Aldo era un uomo pieno di vita, spiritoso, sempre in movimento, appassionato lavoratore, indomabile amante. Dico ‘era’ non perché sia morto, ma perché un giorno permise che sulla sua vita calasse il sipario della parola ‘ormai’. Quando successe, Aldo non era anziano, non lo è nemmeno oggi.
Stessa cosa la vidi in Sibilla, una professoressa in pensione, il giorno in cui si accorse di non essere più «quella di prima»; capitava, infatti, che le cedesse un ginocchio o che i figli le rimarcassero il suo ripetersi. Quando la donna si scontrava contro la realtà del fisico acciaccato o della memoria smarrita in qualche anfratto di gioventù, gli ‘ormai’ cadevano a pioggia, deprimendola.
E poi c’è Enrico, il mio giovane amico di 85 anni, un uomo sempre sorridente e allegro che, se ha qualche dolore, canta. Stare in sua compagnia davanti al caminetto che lui chiama il suo televisore, è pura meraviglia; si chiacchiera, ma si potrebbe anche non dire alcunché, giacché la sua presenza irradia un tal benessere da rendere superflue le parole.

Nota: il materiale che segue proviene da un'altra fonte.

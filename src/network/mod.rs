// Network module - JSON-lines TCP server and wire types

pub mod protocol;
pub mod server;

pub use protocol::{ErrorBody, Request, Response, PROTOCOL_VERSION};
pub use server::Server;
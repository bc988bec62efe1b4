use std::sync::atomic::{AtomicBool, Ordering};
use std::sync::Arc;

use crate::types::DatabaseError;

/// Cooperative cancellation flag shared between a request and its query.
///
/// Clones observe the same flag. Executors call [`check`](Self::check)
/// between partition batches and periodically inside long loops.
#[derive(Debug, Clone, Default)]
pub struct CancellationToken {
    flag: Arc<AtomicBool>,
}

impl CancellationToken {
    #[must_use]
    pub fn new() -> Self {
        Self::default()
    }

    pub fn cancel(&self) {
        self.flag.store(true, Ordering::SeqCst);
    }

    #[must_use]
    pub fn is_cancelled(&self) -> bool {
        self.flag.load(Ordering::SeqCst)
    }

    pub fn check(&self) -> Result<(), DatabaseError> {
        if self.is_cancelled() {
            Err(DatabaseError::Cancelled)
        } else {
            Ok(())
        }
    }

    /// Check every `every` iterations; `i` is the loop counter
    pub fn check_every(&self, i: usize, every: usize) -> Result<(), DatabaseError> {
        if every == 0 || i % every == 0 {
            self.check()
        } else {
            Ok(())
        }
    }
}

#[cfg(test)]
mod tests {
    use super::*;

    #[test]
    fn test_clones_share_flag() {
        let token = CancellationToken::new();
        let other = token.clone();
        assert!(token.check().is_ok());
        other.cancel();
        assert!(token.is_cancelled());
        assert!(matches!(token.check(), Err(DatabaseError::Cancelled)));
    }

    #[test]
    fn test_check_every_skips_between_intervals() {
        let token = CancellationToken::new();
        token.cancel();
        assert!(token.check_every(3, 256).is_ok());
        assert!(token.check_every(256, 256).is_err());
    }
}
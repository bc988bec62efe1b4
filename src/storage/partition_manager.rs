use std::collections::HashMap;
use std::sync::Arc;

use parking_lot::Mutex;
use tracing::{debug, info};

use super::backend::{EditOutcome, PartitionBackend};
use crate::config::{ReopenPolicy, StoreConfig};
use crate::types::{DatabaseError, Document, Partition, PartitionId, Schema, TableKey};

/// Where a successful insert landed
#[derive(Debug, Clone, PartialEq, Eq)]
pub struct Inserted {
    pub row_id: String,
    pub partition: PartitionId,
}

/// A located row together with the partition snapshot it was found in
#[derive(Debug, Clone)]
pub struct RowLocation {
    pub partition: Partition,
    pub position: usize,
}

impl RowLocation {
    #[must_use]
    pub fn document(&self) -> &Document {
        &self.partition.data[self.position]
    }
}

/// Owns partition lifecycle and row-level mutation.
///
/// Every mutation is a read-modify-write of a single partition row, run by
/// the backend under that row's lock (or its version compare-and-swap where
/// it has no locks). Creating a partition is serialized per table, so writers
/// that find every partition full queue behind one creator instead of racing
/// it. A lost compare-and-swap re-reads and retries, up to
/// `write_retry_budget` attempts.
pub struct PartitionManager {
    backend: Arc<dyn PartitionBackend>,
    config: StoreConfig,
    creation_locks: Mutex<HashMap<TableKey, Arc<Mutex<()>>>>,
}

/// Result of one pass over a table's open partitions
enum Append {
    Done(PartitionId),
    AllFull,
    Conflict(PartitionId),
}

impl PartitionManager {
    pub fn new(backend: Arc<dyn PartitionBackend>, config: StoreConfig) -> Self {
        Self {
            backend,
            config,
            creation_locks: Mutex::new(HashMap::new()),
        }
    }

    #[must_use]
    pub fn backend(&self) -> &Arc<dyn PartitionBackend> {
        &self.backend
    }

    #[must_use]
    pub const fn config(&self) -> &StoreConfig {
        &self.config
    }

    /// Assign identity and insert
    pub fn insert(
        &self,
        key: &TableKey,
        document: Document,
        schema: Option<Schema>,
    ) -> Result<Inserted, DatabaseError> {
        let mut document = document;
        document.assign_identity();
        self.insert_prepared(key, document, schema)
    }

    /// Insert a document that already carries its `_id` and `_updatedAt`.
    ///
    /// `schema` is only used when this insert creates partition 0; otherwise
    /// the first document's shape is recorded.
    pub fn insert_prepared(
        &self,
        key: &TableKey,
        document: Document,
        schema: Option<Schema>,
    ) -> Result<Inserted, DatabaseError> {
        let row_id = document
            .id()
            .ok_or_else(|| DatabaseError::InvalidDocument("document has no _id".to_string()))?
            .to_string();
        let mut contended = key.partition(0);

        for attempt in 1..=self.config.write_retry_budget {
            match self.append_to_open(key, &document)? {
                Append::Done(partition) => return Ok(Inserted { row_id, partition }),
                Append::Conflict(id) => {
                    debug!(partition = %id, attempt, "insert lost compare-and-swap, retrying");
                    contended = id;
                    continue;
                }
                Append::AllFull => {}
            }

            let lock = self.creation_lock(key);
            let _creating = lock.lock();

            // whoever held the lock before us may have opened a partition
            match self.append_to_open(key, &document)? {
                Append::Done(partition) => return Ok(Inserted { row_id, partition }),
                Append::Conflict(id) => {
                    debug!(partition = %id, attempt, "insert lost compare-and-swap, retrying");
                    contended = id;
                    continue;
                }
                Append::AllFull => {}
            }

            let index = self
                .backend
                .partition_ids(key)?
                .last()
                .map_or(0, |id| id.index + 1);
            let mut fresh = Partition::new(key.partition(index));
            if index == 0 {
                fresh.schema = Some(schema.clone().unwrap_or_else(|| Schema::infer(&document)));
            }
            fresh.push(document.clone(), self.config.max_partition_size);
            let id = fresh.id.clone();

            if self.backend.create(fresh)? {
                info!(partition = %id, "created partition");
                return Ok(Inserted { row_id, partition: id });
            }
            debug!(partition = %id, attempt, "partition created by another writer, retrying");
            contended = id;
        }

        Err(DatabaseError::PartitionWriteConflict {
            partition: contended.to_string(),
            attempts: self.config.write_retry_budget,
        })
    }

    /// Append to the first partition the reopen policy allows that still has room
    fn append_to_open(&self, key: &TableKey, document: &Document) -> Result<Append, DatabaseError> {
        let ids = self.backend.partition_ids(key)?;
        let candidates = match self.config.reopen_policy {
            ReopenPolicy::Reopen => &ids[..],
            ReopenPolicy::AppendOnly => ids.last().map_or(&[][..], std::slice::from_ref),
        };
        let capacity = self.config.max_partition_size;

        for id in candidates {
            let mut filled = false;
            let outcome = self.backend.edit_partition(id, &mut |partition| {
                if partition.is_full {
                    return Ok(false);
                }
                partition.push(document.clone(), capacity);
                filled = partition.is_full;
                Ok(true)
            })?;
            match outcome {
                EditOutcome::Written => {
                    if filled {
                        info!(partition = %id, capacity, "partition is full");
                    }
                    return Ok(Append::Done(id.clone()));
                }
                EditOutcome::Unchanged | EditOutcome::Missing => {}
                EditOutcome::Conflict => return Ok(Append::Conflict(id.clone())),
            }
        }
        Ok(Append::AllFull)
    }

    fn creation_lock(&self, key: &TableKey) -> Arc<Mutex<()>> {
        Arc::clone(self.creation_locks.lock().entry(key.clone()).or_default())
    }

    /// Scan partitions in index order for a row. O(total rows) worst case.
    pub fn find_by_id(&self, key: &TableKey, row_id: &str) -> Result<RowLocation, DatabaseError> {
        for partition in self.backend.load_table(key)? {
            if let Some(position) = partition.position_of(row_id) {
                return Ok(RowLocation { partition, position });
            }
        }
        Err(DatabaseError::NotFound(format!("row '{row_id}' in {key}")))
    }

    /// Apply `patch` (bookkeeping fields ignored) and refresh `_updatedAt`
    pub fn update(
        &self,
        key: &TableKey,
        row_id: &str,
        patch: &Document,
    ) -> Result<Document, DatabaseError> {
        self.update_with(key, row_id, |doc| {
            for (field, value) in patch.user_fields() {
                doc.insert(field.clone(), value.clone());
            }
        })
    }

    /// Rewrite one row in place under its partition's lock
    pub fn update_with<F>(&self, key: &TableKey, row_id: &str, apply: F) -> Result<Document, DatabaseError>
    where
        F: Fn(&mut Document),
    {
        let mut contended = key.partition(0);
        for attempt in 1..=self.config.write_retry_budget {
            let id = self.find_by_id(key, row_id)?.partition.id;

            let mut updated = None;
            let outcome = self.backend.edit_partition(&id, &mut |partition| {
                let Some(position) = partition.position_of(row_id) else {
                    return Ok(false);
                };
                let doc = &mut partition.data[position];
                apply(doc);
                doc.touch();
                updated = Some(doc.clone());
                partition.updated_at = chrono::Utc::now();
                Ok(true)
            })?;

            if let (EditOutcome::Written, Some(doc)) = (outcome, updated) {
                return Ok(doc);
            }
            // the row moved or vanished between lookup and lock, or a swap lost
            debug!(partition = %id, attempt, ?outcome, "update retrying");
            contended = id;
        }

        Err(DatabaseError::PartitionWriteConflict {
            partition: contended.to_string(),
            attempts: self.config.write_retry_budget,
        })
    }

    /// Remove a row. Under `ReopenPolicy::Reopen` its partition accepts inserts again.
    pub fn delete(&self, key: &TableKey, row_id: &str) -> Result<Document, DatabaseError> {
        let reopen = self.config.reopen_policy == ReopenPolicy::Reopen;
        let mut contended = key.partition(0);

        for attempt in 1..=self.config.write_retry_budget {
            let id = self.find_by_id(key, row_id)?.partition.id;

            let mut removed = None;
            let outcome = self.backend.edit_partition(&id, &mut |partition| {
                removed = partition
                    .position_of(row_id)
                    .and_then(|position| partition.remove(position, reopen));
                Ok(removed.is_some())
            })?;

            if let (EditOutcome::Written, Some(doc)) = (outcome, removed) {
                return Ok(doc);
            }
            debug!(partition = %id, attempt, ?outcome, "delete retrying");
            contended = id;
        }

        Err(DatabaseError::PartitionWriteConflict {
            partition: contended.to_string(),
            attempts: self.config.write_retry_budget,
        })
    }

    /// Lazy, restartable document stream over a table in partition order
    pub fn stream_table(&self, key: &TableKey) -> Result<TableStream, DatabaseError> {
        let ids = self.backend.partition_ids(key)?;
        if ids.is_empty() {
            return Err(DatabaseError::NotFound(format!("table {key}")));
        }
        Ok(TableStream::new(Arc::clone(&self.backend), ids))
    }

    /// Canonical schema plus every row, partitions concatenated in index order
    pub fn read_table(&self, key: &TableKey) -> Result<(Option<Schema>, Vec<Document>), DatabaseError> {
        let partitions = self.backend.load_table(key)?;
        if partitions.is_empty() {
            return Err(DatabaseError::NotFound(format!("table {key}")));
        }
        let schema = partitions.first().and_then(|p| p.schema.clone());
        let rows = partitions.into_iter().flat_map(|p| p.data).collect();
        Ok((schema, rows))
    }

    pub fn list_tables(&self, tenant: &str) -> Result<Vec<String>, DatabaseError> {
        self.backend.list_tables(tenant)
    }
}

/// A document as streamed, tagged with the partition it came from
#[derive(Debug, Clone)]
pub struct StreamedDocument {
    pub partition: PartitionId,
    pub document: Document,
}

/// Streams a table one partition at a time.
///
/// The partition list is fixed when the stream is opened; each partition is
/// read only when the stream reaches it, so a scan sees every partition as of
/// the moment it was read (read-committed).
pub struct TableStream {
    backend: Arc<dyn PartitionBackend>,
    ids: Vec<PartitionId>,
    cursor: usize,
    current: Option<(PartitionId, std::vec::IntoIter<Document>)>,
}

impl TableStream {
    fn new(backend: Arc<dyn PartitionBackend>, ids: Vec<PartitionId>) -> Self {
        Self {
            backend,
            ids,
            cursor: 0,
            current: None,
        }
    }

    /// Next partition's documents, or `None` once every partition was read
    pub fn next_batch(&mut self) -> Option<Result<(PartitionId, Vec<Document>), DatabaseError>> {
        while self.cursor < self.ids.len() {
            let id = self.ids[self.cursor].clone();
            self.cursor += 1;
            match self.backend.load(&id) {
                Ok(Some(partition)) => return Some(Ok((id, partition.data))),
                Ok(None) => continue,
                Err(e) => return Some(Err(e)),
            }
        }
        None
    }

    /// Start over from the first partition
    pub fn restart(&mut self) {
        self.cursor = 0;
        self.current = None;
    }

    #[must_use]
    pub fn partition_count(&self) -> usize {
        self.ids.len()
    }
}

impl Iterator for TableStream {
    type Item = Result<StreamedDocument, DatabaseError>;

    fn next(&mut self) -> Option<Self::Item> {
        loop {
            if let Some((id, docs)) = &mut self.current {
                if let Some(document) = docs.next() {
                    return Some(Ok(StreamedDocument {
                        partition: id.clone(),
                        document,
                    }));
                }
            }
            match self.next_batch()? {
                Ok((id, docs)) => self.current = Some((id, docs.into_iter())),
                Err(e) => return Some(Err(e)),
            }
        }
    }
}
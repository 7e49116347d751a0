use crate::core::config::Config;
use anyhow::{anyhow, Context, Result};
use async_trait::async_trait;
use serde::de::DeserializeOwned;
use std::sync::Arc;
use url::Url;

#[cfg(target_arch = "wasm32")]
pub trait FetcherBounds {}
#[cfg(target_arch = "wasm32")]
impl<T> FetcherBounds for T {}

#[cfg(not(target_arch = "wasm32"))]
pub trait FetcherBounds: Send + Sync {}
#[cfg(not(target_arch = "wasm32"))]
impl<T: Send + Sync> FetcherBounds for T {}

/// Read-only access to the static content tree. `path` is always relative to
/// the content root (e.g. `data/TMGD/alice.json`).
#[cfg_attr(target_arch = "wasm32", async_trait(?Send))]
#[cfg_attr(not(target_arch = "wasm32"), async_trait)]
pub trait Fetcher: FetcherBounds {
    async fn fetch(&self, path: &str) -> Result<Vec<u8>>;

    /// Human readable location of the content root, for logs.
    fn describe(&self) -> String;
}

pub async fn fetch_json<T: DeserializeOwned>(fetcher: &dyn Fetcher, path: &str) -> Result<T> {
    let bytes = fetcher.fetch(path).await?;
    serde_json::from_slice(&bytes).with_context(|| format!("Failed to parse {}", path))
}

pub fn create_fetcher(config: &Config) -> Result<Arc<dyn Fetcher>> {
    if config.is_remote() {
        return Ok(Arc::new(HttpFetcher::new(&config.source)?));
    }

    local_fetcher(&config.source)
}

#[cfg(not(target_arch = "wasm32"))]
fn local_fetcher(source: &str) -> Result<Arc<dyn Fetcher>> {
    Ok(Arc::new(DirFetcher::new(source)))
}

/// On the web a relative source is resolved against the page location.
#[cfg(target_arch = "wasm32")]
fn local_fetcher(source: &str) -> Result<Arc<dyn Fetcher>> {
    let page = web_sys::window()
        .ok_or_else(|| anyhow!("No window available"))?
        .location()
        .href()
        .map_err(|e| anyhow!("Failed to read page location: {:?}", e))?;
    let base = Url::parse(&page)?
        .join(&with_trailing_slash(source))
        .context("Invalid content source")?;
    Ok(Arc::new(HttpFetcher::from_url(base)))
}

fn with_trailing_slash(s: &str) -> String {
    if s.ends_with('/') {
        s.to_string()
    } else {
        format!("{}/", s)
    }
}

// --- HTTP Implementation ---

pub struct HttpFetcher {
    client: reqwest::Client,
    base: Url,
}

impl HttpFetcher {
    pub fn new(base: &str) -> Result<Self> {
        let base = Url::parse(&with_trailing_slash(base))
            .with_context(|| format!("Invalid base URL: {}", base))?;
        Ok(Self::from_url(base))
    }

    pub fn from_url(base: Url) -> Self {
        Self {
            client: reqwest::Client::new(),
            base,
        }
    }

    pub fn url_for(&self, path: &str) -> Result<Url> {
        self.base
            .join(path)
            .with_context(|| format!("Invalid resource path: {}", path))
    }
}

#[cfg_attr(target_arch = "wasm32", async_trait(?Send))]
#[cfg_attr(not(target_arch = "wasm32"), async_trait)]
impl Fetcher for HttpFetcher {
    async fn fetch(&self, path: &str) -> Result<Vec<u8>> {
        let url = self.url_for(path)?;
        let response = self
            .client
            .get(url.clone())
            .send()
            .await
            .with_context(|| format!("Failed to request {}", url))?;

        let status = response.status();
        if !status.is_success() {
            return Err(anyhow!("HTTP error! status: {}", status.as_u16()));
        }

        let bytes = response
            .bytes()
            .await
            .with_context(|| format!("Failed to read body of {}", url))?;
        Ok(bytes.to_vec())
    }

    fn describe(&self) -> String {
        self.base.to_string()
    }
}

// --- Local Directory Implementation ---

#[cfg(not(target_arch = "wasm32"))]
pub struct DirFetcher {
    root: std::path::PathBuf,
}

#[cfg(not(target_arch = "wasm32"))]
impl DirFetcher {
    pub fn new(root: impl Into<std::path::PathBuf>) -> Self {
        Self { root: root.into() }
    }
}

#[cfg(not(target_arch = "wasm32"))]
#[async_trait]
impl Fetcher for DirFetcher {
    async fn fetch(&self, path: &str) -> Result<Vec<u8>> {
        let full = self.root.join(path);
        tokio::fs::read(&full)
            .await
            .with_context(|| format!("Failed to read {}", full.display()))
    }

    fn describe(&self) -> String {
        self.root.display().to_string()
    }
}
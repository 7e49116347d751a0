use crate::core::config::Config;

/// Derives every resource path from a `(book, character)` pair. Paths are
/// relative to the content root handed to the fetcher.
#[derive(Debug, Clone, PartialEq)]
pub struct ContentLayout {
    index_file: String,
    data_dir: String,
}

impl ContentLayout {
    pub fn new(index_file: impl Into<String>, data_dir: impl Into<String>) -> Self {
        Self {
            index_file: index_file.into(),
            data_dir: data_dir.into().trim_end_matches('/').to_string(),
        }
    }

    pub fn from_config(config: &Config) -> Self {
        Self::new(config.index_file.clone(), config.data_dir.clone())
    }

    pub fn index_path(&self) -> &str {
        &self.index_file
    }

    pub fn record_path(&self, book: &str, character: &str) -> String {
        format!("{}/{}/{}.json", self.data_dir, book, character)
    }

    pub fn icon_path(&self, book: &str, character: &str) -> String {
        format!("{}/{}/{}.png", self.data_dir, book, character)
    }

    pub fn portrait_path(&self, book: &str, image_large: &str) -> String {
        format!("{}/{}/{}", self.data_dir, book, image_large)
    }
}

impl Default for ContentLayout {
    fn default() -> Self {
        Self::from_config(&Config::default())
    }
}
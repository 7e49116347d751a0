pub mod core;
pub mod services;
pub mod ui;
pub mod utils;

pub use crate::core::config::Config;
pub use crate::core::error::BrowserError;
pub use crate::core::state::{CatalogIndex, CharacterRecord};
pub use crate::services::browser::{Browser, BrowserEvent};
pub use crate::services::view::ViewState;

#[cfg(target_arch = "wasm32")]
use wasm_bindgen::prelude::*;
#[cfg(target_arch = "wasm32")]
use leptos::*;

#[cfg(target_arch = "wasm32")]
#[wasm_bindgen]
pub fn start() {
    console_error_panic_hook::set_once();
    console_log::init_with_level(log::Level::Debug).unwrap_or(());

    leptos::mount_to_body(|| {
        use crate::ui::App;
        view! { <App/> }
    });
}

Enrico si entusiasma per qualsiasi cosa e ogni giorno è pronto per una nuova avventura. Nel suo vocabolario la parola ‘ormai’ non è mai esistita, perché lui ha sempre goduto del presente e ringraziato, qualsiasi cosa succedesse. Un giorno in risposta alla mia domanda su cosa facesse quanto accadeva qualcosa di brutto, mi ha detto: «Festeggiavo!».
Eppure Enrico non è matto, lui semplicemente si fida di quel che la vita gli riserva e il risultato della sua totale accettazione è impresso sul suo volto, rischiarato dalla gioia. Ne parlo al presente perché, nonostante 4 anni fa abbia lasciato il corpo, la sua luce è ovunque.